Tests not recommended for the diagnosis of PCOS but essential for the diagnosis of other conditions that may present with amenorrhoea
- Luteinizing hormone (LH)/follicle-stimulating hormone (FSH) ratios are no longer considered useful in diagnosing PCOS because of their inconsistency [RCOG, 2007].
- The FSH level is normal in PCOS [Azziz et al, 2009].
- The LH level may be moderately elevated in PCOS [Azziz et al, 2009]. A single blood sample may fail to detect an increased LH level because of the pulsatile nature of gonadotrophin release [Dunaif, 1997; McIver et al, 1997]. A study of 1741 women with polycystic ovaries and other features of PCOS found that 39% had increased LH (greater than 10 IU/L) [Balen et al, 1995].
- Measurement of FSH and LH are essential in the diagnosis of other conditions that may present with amenorrhoea [Balen et al, 2005].

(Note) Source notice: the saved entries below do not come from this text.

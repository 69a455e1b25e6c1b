//! MCP server handler implementation.
//!
//! This module defines the main server handler that
//! routes tool calls to the appropriate implementations.
use std::sync::Arc;

use crate::tools::{
    domains::{
        self, DomainAiKeywordsParams, DomainKeywordsParams, DomainListLimitParams, DomainListParams,
        DomainMetricsHistoryParams, DomainPagesParams,
    },
    keywords::{self, KeywordListParams, KeywordRelatedParams, KeywordSerpHistoryParams},
    projects::{self, ProjectListParams, ProjectPages, ProjectPagesParams, ProjectParams},
    units,
    urls::{self, UrlLimitParams, UrlListParams, UrlParams},
};

use rmcp::{
    ErrorData as McpError, ServerHandler,
    handler::server::{
        tool::{ToolCallContext, ToolRouter},
        wrapper::Parameters,
    },
    model::{
        CallToolRequestParam, CallToolResult, Implementation, ListToolsResult, PaginatedRequestParam, ProtocolVersion,
        ServerCapabilities, ServerInfo,
    },
    service::{RequestContext, RoleServer},
    tool, tool_router,
};
use seozoom_client::SeoZoomClient;

/// The main MCP server handler for seozoom-mcp.
#[derive(Clone)]
pub struct SeoZoomServer {
    client: Arc<SeoZoomClient>,
    tool_router: ToolRouter<Self>,
}

/// Tool router implementation using the #[tool_router] macro.
///
/// This macro generates the routing logic that maps tool names to handler methods.
#[tool_router]
impl SeoZoomServer {
    /// Create a new server handler around a shared client.
    pub fn new(client: Arc<SeoZoomClient>) -> Self {
        Self { client, tool_router: Self::tool_router() }
    }

    #[tool(
        description = "Get metrics for one or more keywords (max 100): search volume, keyword difficulty, CPC, intent and monthly trend."
    )]
    async fn keyword_metrics(&self, params: Parameters<KeywordListParams>) -> Result<CallToolResult, McpError> {
        keywords::metrics_impl(&self.client, params.0).await
    }

    #[tool(description = "Get the current SERP (up to 50 organic results) for one or more keywords (max 100).")]
    async fn keyword_serp(&self, params: Parameters<KeywordListParams>) -> Result<CallToolResult, McpError> {
        keywords::serp_impl(&self.client, params.0).await
    }

    #[tool(description = "Get the historical SERP snapshot of a single keyword on a specific date (yyyy-MM-dd).")]
    async fn keyword_serp_history(
        &self, params: Parameters<KeywordSerpHistoryParams>,
    ) -> Result<CallToolResult, McpError> {
        keywords::serp_history_impl(&self.client, params.0).await
    }

    #[tool(description = "Get keywords related to a single keyword, with search volume and SERP affinity (0-100). Default limit 50.")]
    async fn keyword_related(&self, params: Parameters<KeywordRelatedParams>) -> Result<CallToolResult, McpError> {
        keywords::related_impl(&self.client, params.0).await
    }

    #[tool(description = "Get metrics for one or more domains (max 50): estimated traffic, ranked keywords, Zoom Authority.")]
    async fn domain_metrics(&self, params: Parameters<DomainListParams>) -> Result<CallToolResult, McpError> {
        domains::metrics_impl(&self.client, params.0).await
    }

    #[tool(description = "Get historical metrics for one or more domains (max 50) on a specific date (yyyy-MM-dd).")]
    async fn domain_metrics_history(
        &self, params: Parameters<DomainMetricsHistoryParams>,
    ) -> Result<CallToolResult, McpError> {
        domains::metrics_history_impl(&self.client, params.0).await
    }

    #[tool(description = "Get Zoom Authority, Trust, Stability and Opportunity for one or more domains (max 100).")]
    async fn domain_authority(&self, params: Parameters<DomainListParams>) -> Result<CallToolResult, McpError> {
        domains::authority_impl(&self.client, params.0).await
    }

    #[tool(
        description = "Get the topical niches of one or more domains (max 10) with topical authority and keyword share. Default limit 10."
    )]
    async fn domain_niches(&self, params: Parameters<DomainListLimitParams>) -> Result<CallToolResult, McpError> {
        domains::niches_impl(&self.client, params.0).await
    }

    #[tool(description = "Get the best pages of a domain with Page Zoom Authority and total ranked keywords.")]
    async fn domain_best_pages(&self, params: Parameters<DomainPagesParams>) -> Result<CallToolResult, McpError> {
        domains::best_pages_impl(&self.client, params.0).await
    }

    #[tool(description = "Get the keywords for which a domain appears in Google AI Overviews.")]
    async fn domain_ai_keywords(
        &self, params: Parameters<DomainAiKeywordsParams>,
    ) -> Result<CallToolResult, McpError> {
        domains::ai_keywords_impl(&self.client, params.0).await
    }

    #[tool(
        description = "Get the ranked keywords of a domain filtered by type: best, withtraffic, up, down, stable, entered, exited, bypage, byposition, newentry."
    )]
    async fn domain_keywords(&self, params: Parameters<DomainKeywordsParams>) -> Result<CallToolResult, McpError> {
        domains::keywords_impl(&self.client, params.0).await
    }

    #[tool(description = "Get the main organic competitors of one or more domains (max 10).")]
    async fn domain_competitors(
        &self, params: Parameters<DomainListLimitParams>,
    ) -> Result<CallToolResult, McpError> {
        domains::competitors_impl(&self.client, params.0).await
    }

    #[tool(description = "Get the Page Zoom Authority (PZA) of a single URL.")]
    async fn url_page_authority(&self, params: Parameters<UrlParams>) -> Result<CallToolResult, McpError> {
        urls::page_authority_impl(&self.client, params.0).await
    }

    #[tool(description = "Get metrics for one or more URLs (max 30): total keywords, traffic, PZA.")]
    async fn url_metrics(&self, params: Parameters<UrlListParams>) -> Result<CallToolResult, McpError> {
        urls::metrics_impl(&self.client, params.0).await
    }

    #[tool(description = "Get the keywords a URL ranks for, with volume, position and CPC.")]
    async fn url_keywords(&self, params: Parameters<UrlLimitParams>) -> Result<CallToolResult, McpError> {
        urls::keywords_impl(&self.client, params.0).await
    }

    #[tool(description = "Get the intent gap of a URL: keywords with untapped ranking potential.")]
    async fn url_intent_gap(&self, params: Parameters<UrlLimitParams>) -> Result<CallToolResult, McpError> {
        urls::intent_gap_impl(&self.client, params.0).await
    }

    #[tool(description = "List all SEOZoom projects with their main metrics.")]
    async fn project_list(&self, params: Parameters<ProjectListParams>) -> Result<CallToolResult, McpError> {
        projects::list_impl(&self.client, params.0).await
    }

    #[tool(description = "Get the full overview of a project: tracked keywords, traffic, Zoom Authority, trust.")]
    async fn project_overview(&self, params: Parameters<ProjectParams>) -> Result<CallToolResult, McpError> {
        projects::overview_impl(&self.client, params.0).await
    }

    #[tool(description = "Get the tracked keywords of a project with volume, position and estimated traffic.")]
    async fn project_keywords(&self, params: Parameters<ProjectParams>) -> Result<CallToolResult, McpError> {
        projects::keywords_impl(&self.client, params.0).await
    }

    #[tool(description = "Get the best pages of a project with PZA and total keywords.")]
    async fn project_best_pages(&self, params: Parameters<ProjectPagesParams>) -> Result<CallToolResult, McpError> {
        projects::pages_impl(&self.client, ProjectPages::Best, params.0).await
    }

    #[tool(description = "Get the pages of a project with the most ranked keywords.")]
    async fn project_pages_with_more_keywords(
        &self, params: Parameters<ProjectPagesParams>,
    ) -> Result<CallToolResult, McpError> {
        projects::pages_impl(&self.client, ProjectPages::MoreKeywords, params.0).await
    }

    #[tool(description = "Get the pages of a project with the highest traffic growth potential.")]
    async fn project_pages_with_potential(
        &self, params: Parameters<ProjectPagesParams>,
    ) -> Result<CallToolResult, McpError> {
        projects::pages_impl(&self.client, ProjectPages::Potential, params.0).await
    }

    #[tool(description = "Get the growing pages of a project (positive traffic variation).")]
    async fn project_winner_pages(
        &self, params: Parameters<ProjectPagesParams>,
    ) -> Result<CallToolResult, McpError> {
        projects::pages_impl(&self.client, ProjectPages::Winners, params.0).await
    }

    #[tool(description = "Get the declining pages of a project (negative traffic variation).")]
    async fn project_loser_pages(&self, params: Parameters<ProjectPagesParams>) -> Result<CallToolResult, McpError> {
        projects::pages_impl(&self.client, ProjectPages::Losers, params.0).await
    }

    /// Reports remaining API units.
    ///
    /// Performs a billed keyword-metrics call for "test" on the default database.
    #[tool(description = "Check the remaining SEOZoom API units (costs 10 units).")]
    async fn check_units(&self) -> Result<CallToolResult, McpError> {
        units::check_units_impl(&self.client).await
    }
}

impl ServerHandler for SeoZoomServer {
    fn get_info(&self) -> ServerInfo {
        ServerInfo {
            server_info: Implementation {
                name: "seozoom".into(),
                version: env!("CARGO_PKG_VERSION").into(),
                ..Default::default()
            },
            protocol_version: ProtocolVersion::LATEST,
            capabilities: ServerCapabilities::builder().enable_tools().build(),
            instructions: Some(
                "SEOZoom SEO analytics: keyword, domain, URL and project data. \
                 Every tool accepts an optional `db` (it, es, fr, de, uk). Each call consumes API units."
                    .into(),
            ),
            ..Default::default()
        }
    }

    async fn list_tools(
        &self, _request: Option<PaginatedRequestParam>, _context: RequestContext<RoleServer>,
    ) -> Result<ListToolsResult, rmcp::model::ErrorData> {
        Ok(ListToolsResult { meta: None, tools: self.tool_router.list_all(), next_cursor: None })
    }

    async fn call_tool(
        &self, request: CallToolRequestParam, context: RequestContext<RoleServer>,
    ) -> Result<CallToolResult, rmcp::model::ErrorData> {
        self.tool_router
            .call(ToolCallContext::new(self, request, context))
            .await
    }
}
//! URL endpoints: page authority, metrics, ranked keywords and intent gap.

use serde_json::Value;
use seozoom_core::Error;

use super::{Resource, SeoZoomClient};

impl SeoZoomClient {
    /// Page Zoom Authority of a single URL.
    pub async fn url_page_authority(&self, url: &str, db: Option<&str>) -> Result<Value, Error> {
        let req = self.request(Resource::Urls, "urlpza", db)?.param("url", url);
        self.execute(req).await
    }

    /// Total keywords, traffic and PZA for up to 30 URLs.
    pub async fn url_metrics<S: AsRef<str>>(&self, urls: &[S], db: Option<&str>) -> Result<Value, Error> {
        let req = self.request(Resource::Urls, "metrics", db)?.list_param("url", urls);
        self.execute(req).await
    }

    /// Keywords a URL ranks for, with volume, position and CPC.
    pub async fn url_keywords(&self, url: &str, db: Option<&str>, limit: Option<u32>) -> Result<Value, Error> {
        let req = self
            .request(Resource::Urls, "keywords", db)?
            .param("url", url)
            .opt_param("limit", limit);
        self.execute(req).await
    }

    /// Keywords with untapped potential for a URL.
    pub async fn url_intent_gap(&self, url: &str, db: Option<&str>, limit: Option<u32>) -> Result<Value, Error> {
        let req = self
            .request(Resource::Urls, "intentgap", db)?
            .param("url", url)
            .opt_param("limit", limit);
        self.execute(req).await
    }
}
//! Rendering of SEOZoom responses as tool text.
//!
//! Most endpoints wrap their payload in a usage envelope:
//!
//! ```json
//! {"UnitsUsed": 10, "UnitsRemaining": 990, "ResultRows": 3, "response": [...]}
//! ```
//!
//! The envelope is detected by the presence of `UnitsUsed`; anything else is
//! treated as a bare payload.

use serde_json::Value;

const PLACEHOLDER: &str = "?";

/// Render a response as text.
///
/// Enveloped responses get a one-line usage header followed by the pretty
/// JSON of the nested `response` (or of the whole value when there is none).
/// Other values are rendered as pretty JSON only.
pub fn format_envelope(value: &Value) -> String {
    match value.as_object() {
        Some(obj) if obj.contains_key("UnitsUsed") => {
            let header = format!(
                "[Cost: {} units | Remaining: {} | Results: {}]",
                usage_field(value, "UnitsUsed"),
                usage_field(value, "UnitsRemaining"),
                usage_field(value, "ResultRows"),
            );
            let payload = obj.get("response").unwrap_or(value);
            format!("{header}\n\n{}", pretty(payload))
        }
        _ => pretty(value),
    }
}

/// A usage field as display text, or `?` when absent.
pub fn usage_field(value: &Value, key: &str) -> String {
    match value.get(key) {
        Some(Value::String(s)) => s.clone(),
        Some(other) => other.to_string(),
        None => PLACEHOLDER.to_string(),
    }
}

fn pretty(value: &Value) -> String {
    serde_json::to_string_pretty(value).unwrap_or_default()
}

- Estradiol measurement is not recommended, as levels tend to fluctuate, and can be normal or low in both PCOS and hypothalamic amenorrhoea [Practice Committee of the American Society for Reproductive Medicine, 2008]. Estrogenization may be confirmed by endometrial assessment [Balen et al, 2005].
Pelvic ultrasonography
- The recommendation to do pelvic ultrasonography to assess ovarian morphology is based on expert advice in a textbook [Balen et al, 2005].
- Polycystic ovaries do not have to be present to make the diagnosis, and the finding of polycystic ovaries does not alone establish the diagnosis. In some women, the combination of irregular menses and biochemical hyperandrogenism may obviate the need for pelvic ultrasonography if there is confidence in the diagnosis.